→ Problem statement:
Locate each line below that includes "fields" and reproduce it.

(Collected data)
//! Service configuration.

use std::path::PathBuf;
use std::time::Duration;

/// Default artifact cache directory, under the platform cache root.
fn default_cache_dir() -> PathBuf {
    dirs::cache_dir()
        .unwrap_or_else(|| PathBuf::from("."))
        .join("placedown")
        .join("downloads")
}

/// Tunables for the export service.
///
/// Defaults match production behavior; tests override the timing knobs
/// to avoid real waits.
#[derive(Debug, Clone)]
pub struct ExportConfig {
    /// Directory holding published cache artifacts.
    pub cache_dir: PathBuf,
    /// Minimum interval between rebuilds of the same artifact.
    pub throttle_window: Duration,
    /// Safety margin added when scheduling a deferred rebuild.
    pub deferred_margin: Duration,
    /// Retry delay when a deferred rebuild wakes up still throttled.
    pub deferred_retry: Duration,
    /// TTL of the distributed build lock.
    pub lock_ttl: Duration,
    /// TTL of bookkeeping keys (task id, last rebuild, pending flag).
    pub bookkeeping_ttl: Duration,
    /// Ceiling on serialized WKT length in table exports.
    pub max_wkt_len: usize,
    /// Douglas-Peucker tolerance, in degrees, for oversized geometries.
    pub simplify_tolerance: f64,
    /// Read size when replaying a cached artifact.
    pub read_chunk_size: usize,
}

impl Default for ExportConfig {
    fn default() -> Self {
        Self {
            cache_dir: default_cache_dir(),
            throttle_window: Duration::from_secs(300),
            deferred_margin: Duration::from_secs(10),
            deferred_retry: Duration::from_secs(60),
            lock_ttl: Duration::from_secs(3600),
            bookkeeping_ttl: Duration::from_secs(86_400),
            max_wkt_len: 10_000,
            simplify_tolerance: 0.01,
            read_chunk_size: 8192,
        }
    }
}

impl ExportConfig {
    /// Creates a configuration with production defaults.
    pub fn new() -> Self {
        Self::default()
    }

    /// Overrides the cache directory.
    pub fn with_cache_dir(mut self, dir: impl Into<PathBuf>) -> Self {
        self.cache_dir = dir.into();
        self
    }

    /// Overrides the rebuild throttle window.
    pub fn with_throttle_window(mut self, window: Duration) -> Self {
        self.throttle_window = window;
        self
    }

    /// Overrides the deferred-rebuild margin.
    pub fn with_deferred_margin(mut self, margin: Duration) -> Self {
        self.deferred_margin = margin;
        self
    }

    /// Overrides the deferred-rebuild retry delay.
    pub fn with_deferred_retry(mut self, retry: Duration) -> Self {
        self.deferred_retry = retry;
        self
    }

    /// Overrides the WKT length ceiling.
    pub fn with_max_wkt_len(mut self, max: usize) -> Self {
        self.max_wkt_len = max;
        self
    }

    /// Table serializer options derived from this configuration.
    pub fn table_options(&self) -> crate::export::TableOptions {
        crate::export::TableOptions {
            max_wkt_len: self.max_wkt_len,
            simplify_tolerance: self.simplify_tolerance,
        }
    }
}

...

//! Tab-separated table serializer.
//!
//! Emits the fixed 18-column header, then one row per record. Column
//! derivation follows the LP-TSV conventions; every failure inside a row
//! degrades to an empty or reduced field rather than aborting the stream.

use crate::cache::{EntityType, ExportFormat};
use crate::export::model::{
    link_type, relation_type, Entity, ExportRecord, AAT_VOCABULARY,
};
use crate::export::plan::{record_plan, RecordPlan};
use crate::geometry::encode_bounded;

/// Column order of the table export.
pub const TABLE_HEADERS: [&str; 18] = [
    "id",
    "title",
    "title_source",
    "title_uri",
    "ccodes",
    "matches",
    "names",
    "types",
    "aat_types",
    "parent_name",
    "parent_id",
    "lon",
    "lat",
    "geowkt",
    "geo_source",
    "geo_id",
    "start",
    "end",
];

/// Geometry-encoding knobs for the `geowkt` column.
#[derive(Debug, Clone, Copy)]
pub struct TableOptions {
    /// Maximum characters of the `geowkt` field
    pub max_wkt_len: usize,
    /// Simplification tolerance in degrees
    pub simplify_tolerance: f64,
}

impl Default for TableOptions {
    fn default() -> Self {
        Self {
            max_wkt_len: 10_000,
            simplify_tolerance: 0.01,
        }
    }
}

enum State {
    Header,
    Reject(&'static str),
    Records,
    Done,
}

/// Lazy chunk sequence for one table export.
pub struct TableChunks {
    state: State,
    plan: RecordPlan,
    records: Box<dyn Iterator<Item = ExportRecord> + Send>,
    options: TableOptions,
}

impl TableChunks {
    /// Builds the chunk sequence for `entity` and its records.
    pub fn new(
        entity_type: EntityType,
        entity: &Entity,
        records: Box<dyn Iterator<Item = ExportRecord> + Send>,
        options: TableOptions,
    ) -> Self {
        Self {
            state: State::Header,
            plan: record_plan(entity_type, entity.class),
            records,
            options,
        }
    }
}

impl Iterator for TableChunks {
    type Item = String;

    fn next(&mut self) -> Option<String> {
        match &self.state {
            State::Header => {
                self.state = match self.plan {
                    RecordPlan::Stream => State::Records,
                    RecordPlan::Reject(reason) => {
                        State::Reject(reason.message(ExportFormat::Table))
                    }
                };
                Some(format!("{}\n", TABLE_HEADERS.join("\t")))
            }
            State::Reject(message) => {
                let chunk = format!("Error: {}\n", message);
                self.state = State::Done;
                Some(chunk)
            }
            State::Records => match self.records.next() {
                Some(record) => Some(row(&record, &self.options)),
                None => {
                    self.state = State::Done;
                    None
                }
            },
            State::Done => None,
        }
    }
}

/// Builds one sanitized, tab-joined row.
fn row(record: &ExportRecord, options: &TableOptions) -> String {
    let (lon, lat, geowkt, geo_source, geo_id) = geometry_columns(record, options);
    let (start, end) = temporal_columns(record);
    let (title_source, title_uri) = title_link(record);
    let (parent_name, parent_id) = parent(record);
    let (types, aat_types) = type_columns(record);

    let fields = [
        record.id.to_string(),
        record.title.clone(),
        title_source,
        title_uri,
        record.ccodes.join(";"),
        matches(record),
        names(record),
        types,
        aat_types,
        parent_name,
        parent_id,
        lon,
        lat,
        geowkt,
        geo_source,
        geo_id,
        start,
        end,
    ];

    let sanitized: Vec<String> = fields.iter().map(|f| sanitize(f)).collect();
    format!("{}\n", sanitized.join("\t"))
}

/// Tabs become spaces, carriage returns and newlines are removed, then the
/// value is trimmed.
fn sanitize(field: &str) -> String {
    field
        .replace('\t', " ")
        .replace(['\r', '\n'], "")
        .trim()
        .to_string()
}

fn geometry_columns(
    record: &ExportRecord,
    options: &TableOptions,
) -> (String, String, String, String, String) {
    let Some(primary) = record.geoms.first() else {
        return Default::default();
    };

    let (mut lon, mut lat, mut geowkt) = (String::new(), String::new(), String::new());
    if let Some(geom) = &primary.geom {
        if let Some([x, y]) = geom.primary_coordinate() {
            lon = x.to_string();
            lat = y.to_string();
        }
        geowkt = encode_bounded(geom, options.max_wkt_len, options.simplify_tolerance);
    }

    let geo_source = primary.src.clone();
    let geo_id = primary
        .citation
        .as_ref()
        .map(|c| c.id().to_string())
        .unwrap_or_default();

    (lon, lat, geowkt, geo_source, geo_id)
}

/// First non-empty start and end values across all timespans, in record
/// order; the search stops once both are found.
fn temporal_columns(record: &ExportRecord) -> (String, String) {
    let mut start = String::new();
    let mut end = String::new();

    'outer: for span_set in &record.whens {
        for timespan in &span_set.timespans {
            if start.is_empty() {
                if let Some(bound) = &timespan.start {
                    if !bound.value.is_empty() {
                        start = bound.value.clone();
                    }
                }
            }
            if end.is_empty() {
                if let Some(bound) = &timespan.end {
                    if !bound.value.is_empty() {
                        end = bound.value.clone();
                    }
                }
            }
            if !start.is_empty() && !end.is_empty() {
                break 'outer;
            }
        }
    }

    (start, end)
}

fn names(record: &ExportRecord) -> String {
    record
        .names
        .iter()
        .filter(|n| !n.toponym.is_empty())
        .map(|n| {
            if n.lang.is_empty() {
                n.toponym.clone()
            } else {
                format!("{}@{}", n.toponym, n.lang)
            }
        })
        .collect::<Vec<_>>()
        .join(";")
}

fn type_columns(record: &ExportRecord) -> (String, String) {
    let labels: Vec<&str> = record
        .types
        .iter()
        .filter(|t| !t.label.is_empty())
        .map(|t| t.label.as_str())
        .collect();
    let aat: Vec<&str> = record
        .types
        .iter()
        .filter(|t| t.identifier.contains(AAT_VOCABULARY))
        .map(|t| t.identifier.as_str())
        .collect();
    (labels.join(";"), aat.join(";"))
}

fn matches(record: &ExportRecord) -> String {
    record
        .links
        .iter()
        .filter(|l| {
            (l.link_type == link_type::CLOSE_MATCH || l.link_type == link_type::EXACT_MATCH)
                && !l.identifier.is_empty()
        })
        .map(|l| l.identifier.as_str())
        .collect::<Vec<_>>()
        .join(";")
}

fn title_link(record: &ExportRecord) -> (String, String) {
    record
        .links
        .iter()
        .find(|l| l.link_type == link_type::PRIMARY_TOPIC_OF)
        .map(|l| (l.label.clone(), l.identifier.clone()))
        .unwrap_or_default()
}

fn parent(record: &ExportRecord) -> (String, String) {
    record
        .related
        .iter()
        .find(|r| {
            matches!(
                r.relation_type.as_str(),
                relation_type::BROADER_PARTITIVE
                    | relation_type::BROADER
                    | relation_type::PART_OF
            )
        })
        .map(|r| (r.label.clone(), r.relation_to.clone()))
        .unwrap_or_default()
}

→ Expected output:
    let fields = [
    let sanitized: Vec<String> = fields.iter().map(|f| sanitize(f)).collect();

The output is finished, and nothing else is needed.